Furthermore, digital orthodontics has proven to be instrumental in the practical application of the KPG index. The use of digital tools such as intraoral scanners, CBCT, and CAD/CAM systems has streamlined the diagnostic and treatment planning process, making it more precise and efficient. Digital models generated from intraoral scans provide accurate 3D representations of the dental arches, which can be easily manipulated and analyzed. This allows for better visualization and understanding of the malocclusion, leading to more effective treatment planning [11]. Treatment simulation software further enhances this process by allowing clinicians to visualize and predict treatment outcomes, facilitating better communication with patients. This integration of digital tools with the KPG index has led to more accurate diagnoses, improved treatment planning, and better overall patient outcomes. For instance, the detailed 3D imaging provided by CBCT has improved the localization and assessment of impacted canines, which is a significant advantage over traditional 2D diagnostic methods. The case studies reviewed highlighted the practical benefits of using the KPG index in conjunction with digital tools, demonstrating its effectiveness in enhancing diagnostic accuracy, treatment planning, and patient communication.
The KPG index represents a significant advancement in orthodontic diagnostics and treatment planning, particularly when integrated with digital dentistry tools. The robustness of the index in assessing both aesthetic and functional parameters, combined with its predictive capabilities, makes it a valuable asset in modern orthodontic practice. As digital technologies continue to evolve, the integration of platforms such as Diagnocat, BlueSkyPlan, and Dolphin further enhances the utility of the KPG index, enabling orthodontists to achieve more precise diagnoses, personalized treatment plans, and improved patient outcomes.
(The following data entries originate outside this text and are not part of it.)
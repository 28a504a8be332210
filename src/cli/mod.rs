/// CLI Indexes: Pipelines
pub mod pipelines;

/// CLI Indexes: Model presets
pub mod models;

/// CLI Indexes: Datasets
pub mod datasets;
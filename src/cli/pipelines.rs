use std::fmt::Display;

use super::models::Model;

/// The unique string token that identifies this pipeline
pub static TEXT_CLASSIFICATION: &str = "text-classification";

/// Available Pipelines
#[derive(Debug, Clone, Copy, Eq, PartialEq, Hash)]
pub enum Pipeline {
    /// Text Classification
    TextClassification,
}

impl Pipeline {
    /// Get the default model variant for the given pipeline
    pub fn default_model(&self) -> Model {
        match self {
            Pipeline::TextClassification => Model::Lstm,
        }
    }
}

impl TryFrom<&str> for Pipeline {
    type Error = PipelineError;

    fn try_from(value: &str) -> Result<Self, Self::Error> {
        if value == TEXT_CLASSIFICATION {
            Ok(Pipeline::TextClassification)
        } else {
            Err(PipelineError::Unknown(value.to_string()))
        }
    }
}

impl Display for Pipeline {
    fn fmt(&self, f: &mut std::fmt::Formatter<'_>) -> std::fmt::Result {
        let name = match self {
            Pipeline::TextClassification => TEXT_CLASSIFICATION,
        };

        write!(f, "{}", name)
    }
}

/// Pipeline Error
#[derive(thiserror::Error, Debug)]
pub enum PipelineError {
    /// No pipeline found for the given string
    #[error("no pipeline found for {0}")]
    Unknown(String),
}
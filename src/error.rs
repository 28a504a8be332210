/// Errors raised while building, running or training a text classifier
#[derive(thiserror::Error, Debug, Clone, PartialEq)]
pub enum Error {
    /// An invalid size or parameter supplied at setup time
    #[error("invalid configuration: {0}")]
    Config(String),

    /// An invariant the pipeline relies on was violated
    #[error("internal error: {0}")]
    Internal(String),

    /// A non-finite value showed up during training
    #[error("non-finite {quantity} ({value}) at epoch {epoch}, batch {batch}")]
    Numeric {
        /// The epoch in progress, starting at 1
        epoch: usize,

        /// The index of the offending batch within the epoch
        batch: usize,

        /// What went non-finite (e.g. "loss")
        quantity: &'static str,

        /// The offending value
        value: f64,
    },
}

impl Error {
    /// Shorthand for a configuration error
    pub fn config(message: impl Into<String>) -> Self {
        Self::Config(message.into())
    }

    /// Shorthand for an internal invariant violation
    pub fn internal(message: impl Into<String>) -> Self {
        Self::Internal(message.into())
    }
}

/// Result alias for fallible pipeline operations
pub type Result<T> = std::result::Result<T, Error>;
Visualization of impacted canines, especially using specialized software like BlueSkyPlan, Dolphin, and Diagnocat, offers significant advantages in orthodontics and dentistry. Here are some key benefits of visualization that are represented in the context of impacted canines:
Accuracy and detail: programs such as BlueSkyPlan and Dolphin allow the creation of three-dimensional models of dental structures based on CBCT data. This provides a more precise understanding of the position and orientation of impacted canines, crucial for accurate treatment planning.
Treatment planning: visualization in these programs enables orthodontists and dentists to conduct detailed treatment planning. They can virtually manipulate teeth, determine optimal locations for orthodontic traction, and develop personalized treatment plans for each patient.
Outcome prediction: with visualization in Dolphin and other programs, virtual modeling and outcome prediction can be performed and by analyzing it improves case complexity assessment and clearer goals. This helps patients and dentists better understand expected changes after treatment and discuss various intervention options.
Interactivity and education: programs like Diagnocat offer interactive tools for education and patient interaction. They help visualize complex concepts and procedures, improving education and understanding among medical professionals and patients.
Enhanced patient engagement: visualization allows patients to better understand their dental issues and treatment plans. This improves patient engagement in decision-making and confidence in upcoming treatments, so the KPG index as shown in involves higher satisfaction for patients and reduced treatment time.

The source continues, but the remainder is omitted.